**What is expected:** Only an exact repetition of the entries will do.

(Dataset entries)
// SPDX-License-Identifier: AGPL-3.0-or-later
//
// Copyright (C) 2025 Daniel Negri
//
// This program is free software: you can redistribute it and/or modify
// it under the terms of the GNU Affero General Public License as published by
// the Free Software Foundation, either version 3 of the License, or
// (at your option) any later version.
//
// This program is distributed in the hope that it will be useful,
// but WITHOUT ANY WARRANTY; without even the implied warranty of
// MERCHANTABILITY or FITNESS FOR A PARTICULAR PURPOSE. See the
// GNU Affero General Public License for more details.
//
// You should have received a copy of the GNU Affero General Public License
// along with this program. If not, see <https://www.gnu.org/licenses/>.

//! Book catalog.
//!
//! The [`Catalog`] owns the set of book titles and, per title, the total
//! and currently-available copy counts. Availability is only ever mutated
//! by the lending ledger, inside the per-book critical section exposed
//! through [`Catalog::with_book_mut`].
//!
//! # Invariants
//!
//! - `0 <= available_copies <= total_copies` for every book.
//! - No two books share an ISBN.
//! - Book ids are unique and never reused.

use crate::base::BookId;
use crate::error::{LedgerError, LedgerResult};
use dashmap::DashMap;
use dashmap::mapref::entry::Entry;
use parking_lot::Mutex;
use serde::{Deserialize, Serialize};
use std::sync::atomic::{AtomicU32, Ordering};

/// A book title with its copy counters.
///
/// This is both the stored state (behind the catalog's per-book mutex)
/// and the snapshot type returned by read queries.
#[derive(Debug, Clone, PartialEq, Eq, Serialize, Deserialize)]
pub struct Book {
    pub id: BookId,
    pub title: String,
    pub author: String,
    pub isbn: Option<String>,
    pub total_copies: u32,
    pub available_copies: u32,
}

impl Book {
    fn assert_invariants(&self) {
        debug_assert!(
            self.available_copies <= self.total_copies,
            "Invariant violated: book {} has {} available of {} total",
            self.id,
            self.available_copies,
            self.total_copies
        );
    }

    /// Takes one copy off the shelf for a new loan.
    pub(crate) fn reserve_copy(&mut self) -> LedgerResult<()> {
        if self.available_copies == 0 {
            return Err(LedgerError::NoCopiesAvailable(self.id));
        }
        self.available_copies -= 1;
        self.assert_invariants();
        Ok(())
    }

    /// Puts one copy back on the shelf after a return.
    ///
    /// A release that would push `available_copies` past `total_copies`
    /// is capped and logged instead of corrupting the counter. The
    /// ledger releases exactly once per loan, so a capped release means
    /// some caller is double-releasing.
    pub(crate) fn release_copy(&mut self) {
        if self.available_copies >= self.total_copies {
            tracing::warn!(
                book = %self.id,
                total_copies = self.total_copies,
                "release_copy past total_copies; capping instead of over-counting"
            );
            return;
        }
        self.available_copies += 1;
        self.assert_invariants();
    }
}

/// Keyed store of book titles with atomic ISBN uniqueness.
///
/// Books live behind a per-book [`Mutex`] inside a [`DashMap`], so
/// operations on different books proceed in parallel while any
/// check-then-write on a single book is serialized.
#[derive(Debug)]
pub struct Catalog {
    /// Books indexed by id; the mutex is the per-book critical section.
    books: DashMap<BookId, Mutex<Book>>,
    /// ISBN to book id, for O(1) duplicate detection on creation.
    isbn_index: DashMap<String, BookId>,
    /// Next book id to allocate; ids start at 1.
    next_id: AtomicU32,
}

impl Catalog {
    /// Creates an empty catalog.
    pub fn new() -> Self {
        Self {
            books: DashMap::new(),
            isbn_index: DashMap::new(),
            next_id: AtomicU32::new(1),
        }
    }

    /// Adds a new title with `total_copies` copies, all available.
    ///
    /// # Errors
    ///
    /// - [`LedgerError::InvalidArgument`] - empty title or author, or
    ///   `total_copies == 0`.
    /// - [`LedgerError::DuplicateIsbn`] - another book already carries
    ///   this ISBN.
    pub fn add_book(
        &self,
        title: &str,
        author: &str,
        isbn: Option<&str>,
        total_copies: u32,
    ) -> LedgerResult<BookId> {
        if title.is_empty() {
            return Err(LedgerError::InvalidArgument("title must not be empty"));
        }
        if author.is_empty() {
            return Err(LedgerError::InvalidArgument("author must not be empty"));
        }
        if total_copies == 0 {
            return Err(LedgerError::InvalidArgument("total_copies must be positive"));
        }
        // An empty ISBN means "absent": it never participates in
        // uniqueness.
        let isbn = isbn.filter(|s| !s.is_empty());

        let id = BookId(self.next_id.fetch_add(1, Ordering::Relaxed));

        // Use entry API for atomic check-and-insert so concurrent adds
        // with the same ISBN yield exactly one success. A losing racer
        // burns an id; uniqueness, not density, is the invariant.
        if let Some(isbn) = isbn {
            match self.isbn_index.entry(isbn.to_owned()) {
                Entry::Occupied(_) => return Err(LedgerError::DuplicateIsbn(isbn.to_owned())),
                Entry::Vacant(slot) => {
                    slot.insert(id);
                }
            }
        }

        let book = Book {
            id,
            title: title.to_owned(),
            author: author.to_owned(),
            isbn: isbn.map(str::to_owned),
            total_copies,
            available_copies: total_copies,
        };
        self.books.insert(id, Mutex::new(book));
        tracing::debug!(book = %id, title, "book added");
        Ok(id)
    }

    /// Returns a snapshot of the book.
    ///
    /// # Errors
    ///
    /// [`LedgerError::BookNotFound`] if no book has this id.
    pub fn get(&self, id: BookId) -> LedgerResult<Book> {
        let entry = self.books.get(&id).ok_or(LedgerError::BookNotFound(id))?;
        let book = entry.lock();
        Ok(book.clone())
    }

    /// Returns snapshots of all books in id order.
    ///
    /// Safe to call concurrently with mutations: each book is cloned
    /// under its own lock, so no snapshot shows a half-applied update.
    pub fn list(&self) -> Vec<Book> {
        let mut books: Vec<Book> = self.books.iter().map(|entry| entry.lock().clone()).collect();
        books.sort_by_key(|book| book.id);
        books
    }

    /// Number of titles in the catalog.
    pub fn len(&self) -> usize {
        self.books.len()
    }

    pub fn is_empty(&self) -> bool {
        self.books.is_empty()
    }

    /// Runs `f` under the book's mutex.
    ///
    /// This is the mutual-exclusion scope keyed by book id: everything
    /// `f` does (reserve a copy, append a loan record) is one atomic
    /// unit relative to all other issue/return calls on the same book.
    pub(crate) fn with_book_mut<T>(
        &self,
        id: BookId,
        f: impl FnOnce(&mut Book) -> LedgerResult<T>,
    ) -> LedgerResult<T> {
        let entry = self.books.get(&id).ok_or(LedgerError::BookNotFound(id))?;
        let mut book = entry.lock();
        f(&mut book)
    }

    /// Re-inserts a book from a persisted snapshot.
    ///
    /// Counters are taken as stored; the ledger's loader cross-checks
    /// them against the loan log afterwards.
    pub(crate) fn restore_book(&self, book: Book) -> LedgerResult<()> {
        if book.available_copies > book.total_copies {
            return Err(LedgerError::Storage(format!(
                "book {}: available_copies {} exceeds total_copies {}",
                book.id, book.available_copies, book.total_copies
            )));
        }
        if let Some(ref isbn) = book.isbn {
            match self.isbn_index.entry(isbn.clone()) {
                Entry::Occupied(_) => {
                    return Err(LedgerError::Storage(format!("duplicate ISBN in snapshot: {isbn}")));
                }
                Entry::Vacant(slot) => {
                    slot.insert(book.id);
                }
            }
        }
        self.next_id.fetch_max(book.id.0 + 1, Ordering::Relaxed);
        if self.books.insert(book.id, Mutex::new(book)).is_some() {
            return Err(LedgerError::Storage("duplicate book id in snapshot".into()));
        }
        Ok(())
    }
}

impl Default for Catalog {
    fn default() -> Self {
        Self::new()
    }
}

**Expected answer:**
// SPDX-License-Identifier: AGPL-3.0-or-later
//
// Copyright (C) 2025 Daniel Negri
//
// This program is free software: you can redistribute it and/or modify
// it under the terms of the GNU Affero General Public License as published by
// the Free Software Foundation, either version 3 of the License, or
// (at your option) any later version.
//
// This program is distributed in the hope that it will be useful,
// but WITHOUT ANY WARRANTY; without even the implied warranty of
// MERCHANTABILITY or FITNESS FOR A PARTICULAR PURPOSE. See the
// GNU Affero General Public License for more details.
//
// You should have received a copy of the GNU Affero General Public License
// along with this program. If not, see <https://www.gnu.org/licenses/>.

//! Book catalog.
//!
//! The [`Catalog`] owns the set of book titles and, per title, the total
//! and currently-available copy counts. Availability is only ever mutated
//! by the lending ledger, inside the per-book critical section exposed
//! through [`Catalog::with_book_mut`].
//!
//! # Invariants
//!
//! - `0 <= available_copies <= total_copies` for every book.
//! - No two books share an ISBN.
//! - Book ids are unique and never reused.

use crate::base::BookId;
use crate::error::{LedgerError, LedgerResult};
use dashmap::DashMap;
use dashmap::mapref::entry::Entry;
use parking_lot::Mutex;
use serde::{Deserialize, Serialize};
use std::sync::atomic::{AtomicU32, Ordering};

/// A book title with its copy counters.
///
/// This is both the stored state (behind the catalog's per-book mutex)
/// and the snapshot type returned by read queries.
#[derive(Debug, Clone, PartialEq, Eq, Serialize, Deserialize)]
pub struct Book {
    pub id: BookId,
    pub title: String,
    pub author: String,
    pub isbn: Option<String>,
    pub total_copies: u32,
    pub available_copies: u32,
}

impl Book {
    fn assert_invariants(&self) {
        debug_assert!(
            self.available_copies <= self.total_copies,
            "Invariant violated: book {} has {} available of {} total",
            self.id,
            self.available_copies,
            self.total_copies
        );
    }

    /// Takes one copy off the shelf for a new loan.
    pub(crate) fn reserve_copy(&mut self) -> LedgerResult<()> {
        if self.available_copies == 0 {
            return Err(LedgerError::NoCopiesAvailable(self.id));
        }
        self.available_copies -= 1;
        self.assert_invariants();
        Ok(())
    }

    /// Puts one copy back on the shelf after a return.
    ///
    /// A release that would push `available_copies` past `total_copies`
    /// is capped and logged instead of corrupting the counter. The
    /// ledger releases exactly once per loan, so a capped release means
    /// some caller is double-releasing.
    pub(crate) fn release_copy(&mut self) {
        if self.available_copies >= self.total_copies {
            tracing::warn!(
                book = %self.id,
                total_copies = self.total_copies,
                "release_copy past total_copies; capping instead of over-counting"
            );
            return;
        }
        self.available_copies += 1;
        self.assert_invariants();
    }
}

/// Keyed store of book titles with atomic ISBN uniqueness.
///
/// Books live behind a per-book [`Mutex`] inside a [`DashMap`], so
/// operations on different books proceed in parallel while any
/// check-then-write on a single book is serialized.
#[derive(Debug)]
pub struct Catalog {
    /// Books indexed by id; the mutex is the per-book critical section.
    books: DashMap<BookId, Mutex<Book>>,
    /// ISBN to book id, for O(1) duplicate detection on creation.
    isbn_index: DashMap<String, BookId>,
    /// Next book id to allocate; ids start at 1.
    next_id: AtomicU32,
}

impl Catalog {
    /// Creates an empty catalog.
    pub fn new() -> Self {
        Self {
            books: DashMap::new(),
            isbn_index: DashMap::new(),
            next_id: AtomicU32::new(1),
        }
    }

    /// Adds a new title with `total_copies` copies, all available.
    ///
    /// # Errors
    ///
    /// - [`LedgerError::InvalidArgument`] - empty title or author, or
    ///   `total_copies == 0`.
    /// - [`LedgerError::DuplicateIsbn`] - another book already carries
    ///   this ISBN.
    pub fn add_book(
        &self,
        title: &str,
        author: &str,
        isbn: Option<&str>,
        total_copies: u32,
    ) -> LedgerResult<BookId> {
        if title.is_empty() {
            return Err(LedgerError::InvalidArgument("title must not be empty"));
        }
        if author.is_empty() {
            return Err(LedgerError::InvalidArgument("author must not be empty"));
        }
        if total_copies == 0 {
            return Err(LedgerError::InvalidArgument("total_copies must be positive"));
        }
        // An empty ISBN means "absent": it never participates in
        // uniqueness.
        let isbn = isbn.filter(|s| !s.is_empty());

        let id = BookId(self.next_id.fetch_add(1, Ordering::Relaxed));

        // Use entry API for atomic check-and-insert so concurrent adds
        // with the same ISBN yield exactly one success. A losing racer
        // burns an id; uniqueness, not density, is the invariant.
        if let Some(isbn) = isbn {
            match self.isbn_index.entry(isbn.to_owned()) {
                Entry::Occupied(_) => return Err(LedgerError::DuplicateIsbn(isbn.to_owned())),
                Entry::Vacant(slot) => {
                    slot.insert(id);
                }
            }
        }

        let book = Book {
            id,
            title: title.to_owned(),
            author: author.to_owned(),
            isbn: isbn.map(str::to_owned),
            total_copies,
            available_copies: total_copies,
        };
        self.books.insert(id, Mutex::new(book));
        tracing::debug!(book = %id, title, "book added");
        Ok(id)
    }

    /// Returns a snapshot of the book.
    ///
    /// # Errors
    ///
    /// [`LedgerError::BookNotFound`] if no book has this id.
    pub fn get(&self, id: BookId) -> LedgerResult<Book> {
        let entry = self.books.get(&id).ok_or(LedgerError::BookNotFound(id))?;
        let book = entry.lock();
        Ok(book.clone())
    }

    /// Returns snapshots of all books in id order.
    ///
    /// Safe to call concurrently with mutations: each book is cloned
    /// under its own lock, so no snapshot shows a half-applied update.
    pub fn list(&self) -> Vec<Book> {
        let mut books: Vec<Book> = self.books.iter().map(|entry| entry.lock().clone()).collect();
        books.sort_by_key(|book| book.id);
        books
    }

    /// Number of titles in the catalog.
    pub fn len(&self) -> usize {
        self.books.len()
    }

    pub fn is_empty(&self) -> bool {
        self.books.is_empty()
    }

    /// Runs `f` under the book's mutex.
    ///
    /// This is the mutual-exclusion scope keyed by book id: everything
    /// `f` does (reserve a copy, append a loan record) is one atomic
    /// unit relative to all other issue/return calls on the same book.
    pub(crate) fn with_book_mut<T>(
        &self,
        id: BookId,
        f: impl FnOnce(&mut Book) -> LedgerResult<T>,
    ) -> LedgerResult<T> {
        let entry = self.books.get(&id).ok_or(LedgerError::BookNotFound(id))?;
        let mut book = entry.lock();
        f(&mut book)
    }

    /// Re-inserts a book from a persisted snapshot.
    ///
    /// Counters are taken as stored; the ledger's loader cross-checks
    /// them against the loan log afterwards.
    pub(crate) fn restore_book(&self, book: Book) -> LedgerResult<()> {
        if book.available_copies > book.total_copies {
            return Err(LedgerError::Storage(format!(
                "book {}: available_copies {} exceeds total_copies {}",
                book.id, book.available_copies, book.total_copies
            )));
        }
        if let Some(ref isbn) = book.isbn {
            match self.isbn_index.entry(isbn.clone()) {
                Entry::Occupied(_) => {
                    return Err(LedgerError::Storage(format!("duplicate ISBN in snapshot: {isbn}")));
                }
                Entry::Vacant(slot) => {
                    slot.insert(book.id);
                }
            }
        }
        self.next_id.fetch_max(book.id.0 + 1, Ordering::Relaxed);
        if self.books.insert(book.id, Mutex::new(book)).is_some() {
            return Err(LedgerError::Storage("duplicate book id in snapshot".into()));
        }
        Ok(())
    }
}

impl Default for Catalog {
    fn default() -> Self {
        Self::new()
    }
}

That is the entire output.